If he occasionally sounds bitter about his early career, in which he was also Brit and Grammy nominated — “Those guys at big record companies couldn't sell a life preserver to a drowning man; they are uniquely inept” — more often he sounds inspired.
“Everything's changing so fast,” he says, “It's the perfect moment for making opportunities. Anyone who doesn't think this is a great time for music is crazy.”
Tom McRae and the Hotel Café, King's College, 30 April (020 7403 3331, www.kclsu.org)
MADONNA PLAYS IT SAFE
Madonna's 11th album was launched with suitable fanfare in London this week, in a trendy east London bar. The venue was strewn with sweets and a portrait of the singer made entirely of jellybeans, to whet the appetite for Hard Candy's release on 28 April.

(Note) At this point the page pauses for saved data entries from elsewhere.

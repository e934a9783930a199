//! Entity records and their movement state.
//!
//! An [`EntityRecord`] is owned exclusively by the
//! [`PositionStore`](crate::PositionStore). Its movement state is a
//! [`Motion`]: either idle, or moving along a two-point path with a progress
//! value in `[0, 1)`. Because the path and progress only exist inside
//! [`Motion::Moving`], an idle record can never carry a stale path.
//!
//! Consumers never see a record directly; they get an [`EntitySnapshot`].

use std::borrow::Borrow;
use std::fmt;
use std::time::Instant;

use npc_math::DVec2;
use serde::{Deserialize, Serialize};

macro_rules! string_id {
    ($(#[$meta:meta])* $name:ident) => {
        $(#[$meta])*
        #[derive(Debug, Clone, PartialEq, Eq, Hash, PartialOrd, Ord, Serialize, Deserialize)]
        #[serde(transparent)]
        pub struct $name(String);

        impl $name {
            /// Create an identifier from anything string-like.
            #[must_use]
            pub fn new(id: impl Into<String>) -> Self {
                Self(id.into())
            }

            /// Returns the identifier as a string slice.
            #[must_use]
            pub fn as_str(&self) -> &str {
                &self.0
            }
        }

        impl fmt::Display for $name {
            fn fmt(&self, f: &mut fmt::Formatter<'_>) -> fmt::Result {
                f.write_str(&self.0)
            }
        }

        impl Borrow<str> for $name {
            fn borrow(&self) -> &str {
                &self.0
            }
        }

        impl From<&str> for $name {
            fn from(id: &str) -> Self {
                Self(id.to_string())
            }
        }

        impl From<String> for $name {
            fn from(id: String) -> Self {
                Self(id)
            }
        }
    };
}

string_id!(
    /// Stable, unique identifier of a tracked entity.
    EntityId
);

string_id!(
    /// Identifier of the map (location) an entity belongs to.
    MapId
);

/// Coarse movement state, as exposed to consumers and persisted.
#[derive(Debug, Clone, Copy, PartialEq, Eq, Hash, Default, Serialize, Deserialize)]
#[serde(rename_all = "lowercase")]
pub enum MovementStatus {
    /// Standing still.
    #[default]
    Idle,
    /// Walking towards a target.
    Moving,
}

/// Information handed to a completion callback when a move arrives.
#[derive(Debug, Clone, PartialEq)]
pub struct MoveCompletion {
    /// The entity that arrived.
    pub id: EntityId,
    /// Where it arrived; always exactly the requested target.
    pub position: DVec2,
}

/// Invoked exactly once when a move reaches its target.
///
/// Dropped without being called if the move is superseded, stopped, or the
/// entity is removed.
pub type CompletionCallback = Box<dyn FnOnce(&MoveCompletion) + Send + 'static>;

/// An in-flight move along a straight two-point path.
pub struct ActiveMove {
    path: [DVec2; 2],
    progress: f64,
    on_complete: Option<CompletionCallback>,
}

impl ActiveMove {
    fn new(start: DVec2, target: DVec2, on_complete: Option<CompletionCallback>) -> Self {
        Self {
            path: [start, target],
            progress: 0.0,
            on_complete,
        }
    }

    /// The waypoints, start first.
    #[must_use]
    pub fn path(&self) -> &[DVec2] {
        &self.path
    }

    #[must_use]
    pub fn start(&self) -> DVec2 {
        self.path[0]
    }

    #[must_use]
    pub fn target(&self) -> DVec2 {
        self.path[self.path.len() - 1]
    }

    /// Fraction of the path already covered, in `[0, 1)`.
    #[must_use]
    pub fn progress(&self) -> f64 {
        self.progress
    }

    /// Returns `true` if a completion callback is waiting.
    #[must_use]
    pub fn has_callback(&self) -> bool {
        self.on_complete.is_some()
    }
}

impl fmt::Debug for ActiveMove {
    fn fmt(&self, f: &mut fmt::Formatter<'_>) -> fmt::Result {
        f.debug_struct("ActiveMove")
            .field("path", &self.path)
            .field("progress", &self.progress)
            .field("on_complete", &self.on_complete.is_some())
            .finish()
    }
}

/// Movement state of a record.
#[derive(Debug, Default)]
pub enum Motion {
    #[default]
    Idle,
    Moving(ActiveMove),
}

/// Result of advancing one moving record by one tick.
pub(crate) enum Step {
    /// Still moving; progress and position updated.
    Advanced,
    /// Reached the target and is now idle.
    Arrived(Option<CompletionCallback>),
    /// Interpolation produced a non-finite value; frozen idle in place.
    Faulted,
}

/// One tracked entity.
#[derive(Debug)]
pub struct EntityRecord {
    id: EntityId,
    display_name: String,
    position: DVec2,
    motion: Motion,
    map: Option<MapId>,
    last_update: Instant,
}

impl EntityRecord {
    pub(crate) fn new(id: EntityId, display_name: String, position: DVec2, map: Option<MapId>) -> Self {
        Self {
            id,
            display_name,
            position,
            motion: Motion::Idle,
            map,
            last_update: Instant::now(),
        }
    }

    #[must_use]
    pub fn id(&self) -> &EntityId {
        &self.id
    }

    #[must_use]
    pub fn display_name(&self) -> &str {
        &self.display_name
    }

    /// Current position; always the latest interpolation while moving.
    #[must_use]
    pub fn position(&self) -> DVec2 {
        self.position
    }

    #[must_use]
    pub fn motion(&self) -> &Motion {
        &self.motion
    }

    #[must_use]
    pub fn map(&self) -> Option<&MapId> {
        self.map.as_ref()
    }

    /// When this record was last mutated.
    #[must_use]
    pub fn last_update(&self) -> Instant {
        self.last_update
    }

    #[must_use]
    pub fn status(&self) -> MovementStatus {
        match self.motion {
            Motion::Idle => MovementStatus::Idle,
            Motion::Moving(_) => MovementStatus::Moving,
        }
    }

    #[must_use]
    pub fn is_moving(&self) -> bool {
        matches!(self.motion, Motion::Moving(_))
    }

    /// Waypoints of the current move, if any.
    #[must_use]
    pub fn path(&self) -> Option<&[DVec2]> {
        match &self.motion {
            Motion::Idle => None,
            Motion::Moving(active) => Some(active.path()),
        }
    }

    /// Progress along the current path; `0.0` when idle.
    #[must_use]
    pub fn path_progress(&self) -> f64 {
        match &self.motion {
            Motion::Idle => 0.0,
            Motion::Moving(active) => active.progress(),
        }
    }

    #[must_use]
    pub fn target_position(&self) -> Option<DVec2> {
        match &self.motion {
            Motion::Idle => None,
            Motion::Moving(active) => Some(active.target()),
        }
    }

    /// Take an owned copy suitable for handing to consumers.
    #[must_use]
    pub fn snapshot(&self) -> EntitySnapshot {
        EntitySnapshot {
            id: self.id.clone(),
            display_name: self.display_name.clone(),
            position: self.position,
            status: self.status(),
            path: self.path().map(<[DVec2]>::to_vec),
            path_progress: self.path_progress(),
            target_position: self.target_position(),
            map: self.map.clone(),
            last_update: self.last_update,
        }
    }

    pub(crate) fn touch(&mut self) {
        self.last_update = Instant::now();
    }

    /// Overwrite position and name, returning to idle. Any pending callback
    /// is dropped without being called.
    pub(crate) fn reset(&mut self, display_name: String, position: DVec2, map: Option<MapId>) {
        self.display_name = display_name;
        self.position = position;
        self.motion = Motion::Idle;
        if map.is_some() {
            self.map = map;
        }
        self.touch();
    }

    /// Start (or supersede) a move from the current position.
    pub(crate) fn begin_move(&mut self, target: DVec2, on_complete: Option<CompletionCallback>) {
        self.motion = Motion::Moving(ActiveMove::new(self.position, target, on_complete));
        self.touch();
    }

    /// Freeze at the current position. Returns `true` if the record was moving.
    pub(crate) fn halt(&mut self) -> bool {
        let was_moving = self.is_moving();
        self.motion = Motion::Idle;
        if was_moving {
            self.touch();
        }
        was_moving
    }

    /// Advance the current move by `dt` seconds at `speed` units per second.
    ///
    /// Progress is clamped to 1, so a large `dt` lands exactly on the target
    /// and never past it. Only called on moving records.
    pub(crate) fn step(&mut self, speed: f64, dt: f64) -> Step {
        debug_assert!(self.is_moving(), "stepped an idle record");
        let Motion::Moving(active) = &mut self.motion else {
            // Nothing to advance; the record stays where it is.
            return Step::Advanced;
        };

        let (start, target) = (active.start(), active.target());
        let total = start.distance(target);
        let progress = if total == 0.0 {
            1.0
        } else {
            (active.progress + speed * dt / total).min(1.0)
        };

        if progress >= 1.0 {
            let callback = active.on_complete.take();
            self.position = target;
            self.motion = Motion::Idle;
            self.touch();
            return Step::Arrived(callback);
        }

        let next = npc_math::lerp(start, target, progress);
        if !next.is_finite() || !progress.is_finite() {
            self.motion = Motion::Idle;
            self.touch();
            return Step::Faulted;
        }

        active.progress = progress;
        self.position = next;
        self.touch();
        Step::Advanced
    }
}

/// An owned copy of an [`EntityRecord`], without its callback.
///
/// Mutating a snapshot has no effect on the store.
#[derive(Debug, Clone, PartialEq)]
pub struct EntitySnapshot {
    pub id: EntityId,
    pub display_name: String,
    pub position: DVec2,
    pub status: MovementStatus,
    /// Present only while moving.
    pub path: Option<Vec<DVec2>>,
    /// In `[0, 1)` while moving, `0.0` when idle.
    pub path_progress: f64,
    pub target_position: Option<DVec2>,
    pub map: Option<MapId>,
    pub last_update: Instant,
}

impl EntitySnapshot {
    /// Returns `true` if the entity belongs to `map`.
    #[must_use]
    pub fn is_on(&self, map: &MapId) -> bool {
        self.map.as_ref() == Some(map)
    }
}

Early reviews, however, have been indifferent. Just two-and-a-half years after her disco romp, Confessions on a Dancefloor, another Madonna album doesn't feel like quite the event it should.
“She's not me/She doesn't have my name,” she sings over bouncing synths and crisp funk guitar on She's Not Me. It's a good job she's included a song about her uniqueness, because this is possibly the first time the most famous woman in pop could be mistaken for somebody else.

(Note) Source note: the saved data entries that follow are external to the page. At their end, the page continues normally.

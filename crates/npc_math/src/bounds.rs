//! Axis-aligned map bounds.
//!
//! [`Bounds`] describes the walkable rectangle of a map. Random placement
//! insets it by a margin so NPCs never spawn flush against an edge.

use glam::DVec2;
use serde::{Deserialize, Serialize};

use crate::GeometryError;

/// An axis-aligned rectangle in map coordinates.
#[derive(Debug, Clone, Copy, PartialEq, Serialize, Deserialize)]
pub struct Bounds {
    /// Lower-left corner (inclusive).
    pub min: DVec2,
    /// Upper-right corner (inclusive).
    pub max: DVec2,
}

impl Bounds {
    /// Create bounds from two corners.
    ///
    /// # Errors
    ///
    /// Returns [`GeometryError::NonFinite`] for NaN/infinite corners and
    /// [`GeometryError::InvalidBounds`] if `min` exceeds `max` on either axis.
    pub fn new(min: DVec2, max: DVec2) -> Result<Self, GeometryError> {
        crate::ensure_finite("bounds min", min)?;
        crate::ensure_finite("bounds max", max)?;
        if min.x > max.x || min.y > max.y {
            return Err(GeometryError::InvalidBounds {
                min_x: min.x,
                min_y: min.y,
                max_x: max.x,
                max_y: max.y,
            });
        }
        Ok(Self { min, max })
    }

    /// Bounds anchored at the origin with the given width and height.
    ///
    /// # Errors
    ///
    /// See [`Bounds::new`].
    pub fn from_size(width: f64, height: f64) -> Result<Self, GeometryError> {
        Self::new(DVec2::ZERO, DVec2::new(width, height))
    }

    /// Width and height of the rectangle.
    #[must_use]
    pub fn size(&self) -> DVec2 {
        self.max - self.min
    }

    /// Returns `true` if `point` lies inside (or on the edge of) the bounds.
    #[must_use]
    pub fn contains(&self, point: DVec2) -> bool {
        point.cmpge(self.min).all() && point.cmple(self.max).all()
    }

    /// Shrink the rectangle by `margin` on all four sides.
    ///
    /// # Errors
    ///
    /// Returns [`GeometryError::InvalidMargin`] if the margin is negative,
    /// non-finite, or larger than half the width or height.
    pub fn inset(&self, margin: f64) -> Result<Self, GeometryError> {
        let size = self.size();
        if !margin.is_finite() || margin < 0.0 || margin * 2.0 > size.x || margin * 2.0 > size.y {
            return Err(GeometryError::InvalidMargin { margin });
        }
        let offset = DVec2::splat(margin);
        Ok(Self {
            min: self.min + offset,
            max: self.max - offset,
        })
    }

    /// Map unit coordinates `(u, v)` in `[0, 1]` onto the rectangle.
    #[must_use]
    pub fn point_at(&self, u: f64, v: f64) -> DVec2 {
        self.min + self.size() * DVec2::new(u, v)
    }
}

Her past collaborators, such as William Orbit, Mirwais and Stuart Price, were all lifted from relative obscurity to play a part in her multi-million-selling world. Here Madonna employs the biggest names in the game, Timbaland and The Neptunes, who have already given stuttering beats and scifi sounds to Nelly Furtado, Gwen Stefani, Britney Spears and Justin Timberlake.
Five years ago this could have been a daring move. Today it feels like the safest she's played it in a long time.
Which is not to say that the songs aren't innovative, and more importantly, fun. A thudding house beat maintains an almost exclusively brisk pace over which more complex drum patterns skitter, from the rattlesnake rhythms of Incredible to the frantic bongos of Candy Shop. Give It 2 Me echoes the chirpy disco pop of Lipps Inc's 1980 classic Funkytown. The single, 4 Minutes, is centred on dramatic synthesised horns and a Justin Timberlake cameo that serves to emphasise the whole album's similarity to his FutureSex/LoveSounds.
The xylophone-led dance track Beat Goes On, featuring Kanye West, sounds like another future hit, but you can't help thinking that might be thanks to his presence more than Madonna's. By choosing pop's strongest personalities to work with, the woman with the strongest personality of all has made Hard Candy feel like their album, not hers.
NEW ON THE NET
Nottingham's Tindersticks have relocated to rural France and are soon to release their first album in five years, an exquisite collection of slow-motion torch songs. The slightlylivelier-than-usual comeback single The Hungry Saw is downloadable everywhere from Monday.
Already favourites with the hipsters, Crystal Castles are a duo from Toronto who use vintage electronic equipment to sound like the world's most beautiful Atari game. Their self-titled debut album won't be released until the end of this month but is already in download stores.
The American radio network NPR recently challenged Magnetic Fields frontman Stephin Merritt to compose and record a song in two days, which must have been a doddle for a man who once released an album that was 69 tracks long. The story of his gentle electronica number The Man of a Million Faces is at www.npr.org/templates/story/story.p hp?storyId=15859351, and the song can be found in download stores from Monday.